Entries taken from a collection
------------

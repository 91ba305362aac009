//! The fallback extraction strategy.
//!
//! No scoring and no cleanup: the page title (or the URL when the page has
//! none) and the text of the first paragraphs and article containers, in
//! document order. Author, date and image are never filled in.

use crate::article::ArticleRecord;
use crate::parse::Document;
use crate::Result;

/// Elements whose text makes up the fallback body.
const BODY_SELECTOR: &str = "p, article";

/// How many body elements are read.
pub const MAX_BODY_ELEMENTS: usize = 20;

/// Scrapes `html` fetched from `url`.
///
/// The title is taken verbatim from `<title>`, whitespace included. Content
/// is the text of the first [`MAX_BODY_ELEMENTS`] `<p>`/`<article>` elements
/// joined with single spaces, and is empty when there are none.
pub fn scrape(html: &str, url: &str) -> Result<ArticleRecord> {
    let doc = Document::parse(html)?;

    let title = doc.title().unwrap_or_else(|| url.to_string());
    let content = doc
        .select(BODY_SELECTOR)?
        .iter()
        .take(MAX_BODY_ELEMENTS)
        .map(|el| el.text())
        .collect::<Vec<_>>()
        .join(" ");

    Ok(ArticleRecord { title, content, author: None, published_date: None, top_image: None })
}

#[cfg(test)]
mod tests {
    use super::*;

    #[test]
    fn test_title_and_paragraphs() {
        let html = r#"<html><head><title>Plain Page</title></head>
            <body><p>First.</p><div>skipped</div><p>Second.</p><p>Third.</p></body></html>"#;
        let record = scrape(html, "https://example.com/plain").unwrap();

        assert_eq!(record.title, "Plain Page");
        assert_eq!(record.content, "First. Second. Third.");
        assert_eq!(record.author, None);
        assert_eq!(record.published_date, None);
        assert_eq!(record.top_image, None);
    }

    #[test]
    fn test_missing_title_uses_url() {
        let record = scrape("<html><body><p>Body</p></body></html>", "https://example.com/untitled").unwrap();
        assert_eq!(record.title, "https://example.com/untitled");
    }

    #[test]
    fn test_whitespace_title_kept() {
        let record = scrape("<html><head><title>  </title></head><body></body></html>", "https://e.com").unwrap();
        assert_eq!(record.title, "  ");
    }

    #[test]
    fn test_no_body_elements_gives_empty_content() {
        let record = scrape("<html><body><div>Only a div</div></body></html>", "https://e.com").unwrap();
        assert_eq!(record.content, "");
    }

    #[test]
    fn test_reads_at_most_twenty_elements() {
        let body: String = (1..=25).map(|i| format!("<p>p{i}</p>")).collect();
        let html = format!("<html><body>{body}</body></html>");
        let record = scrape(&html, "https://e.com").unwrap();

        assert!(record.content.ends_with("p20"));
        assert!(!record.content.contains("p21"));
    }

    #[test]
    fn test_articles_and_paragraphs_in_document_order() {
        let html = "<html><body><p>lead</p><article>story</article><p>tail</p></body></html>";
        let record = scrape(html, "https://e.com").unwrap();
        assert_eq!(record.content, "lead story tail");
    }
}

------------

* ACTIVITY
An exact copy of the lines above, from the one containing "fallback extraction strategy." through the one containing "assert_eq!(record.author, None);", is the whole of the answer.

* REPLY TO THE EXERCISE
//! The fallback extraction strategy.
//!
//! No scoring and no cleanup: the page title (or the URL when the page has
//! none) and the text of the first paragraphs and article containers, in
//! document order. Author, date and image are never filled in.

use crate::article::ArticleRecord;
use crate::parse::Document;
use crate::Result;

/// Elements whose text makes up the fallback body.
const BODY_SELECTOR: &str = "p, article";

/// How many body elements are read.
pub const MAX_BODY_ELEMENTS: usize = 20;

/// Scrapes `html` fetched from `url`.
///
/// The title is taken verbatim from `<title>`, whitespace included. Content
/// is the text of the first [`MAX_BODY_ELEMENTS`] `<p>`/`<article>` elements
/// joined with single spaces, and is empty when there are none.
pub fn scrape(html: &str, url: &str) -> Result<ArticleRecord> {
    let doc = Document::parse(html)?;

    let title = doc.title().unwrap_or_else(|| url.to_string());
    let content = doc
        .select(BODY_SELECTOR)?
        .iter()
        .take(MAX_BODY_ELEMENTS)
        .map(|el| el.text())
        .collect::<Vec<_>>()
        .join(" ");

    Ok(ArticleRecord { title, content, author: None, published_date: None, top_image: None })
}

#[cfg(test)]
mod tests {
    use super::*;

    #[test]
    fn test_title_and_paragraphs() {
        let html = r#"<html><head><title>Plain Page</title></head>
            <body><p>First.</p><div>skipped</div><p>Second.</p><p>Third.</p></body></html>"#;
        let record = scrape(html, "https://example.com/plain").unwrap();

        assert_eq!(record.title, "Plain Page");
        assert_eq!(record.content, "First. Second. Third.");
        assert_eq!(record.author, None);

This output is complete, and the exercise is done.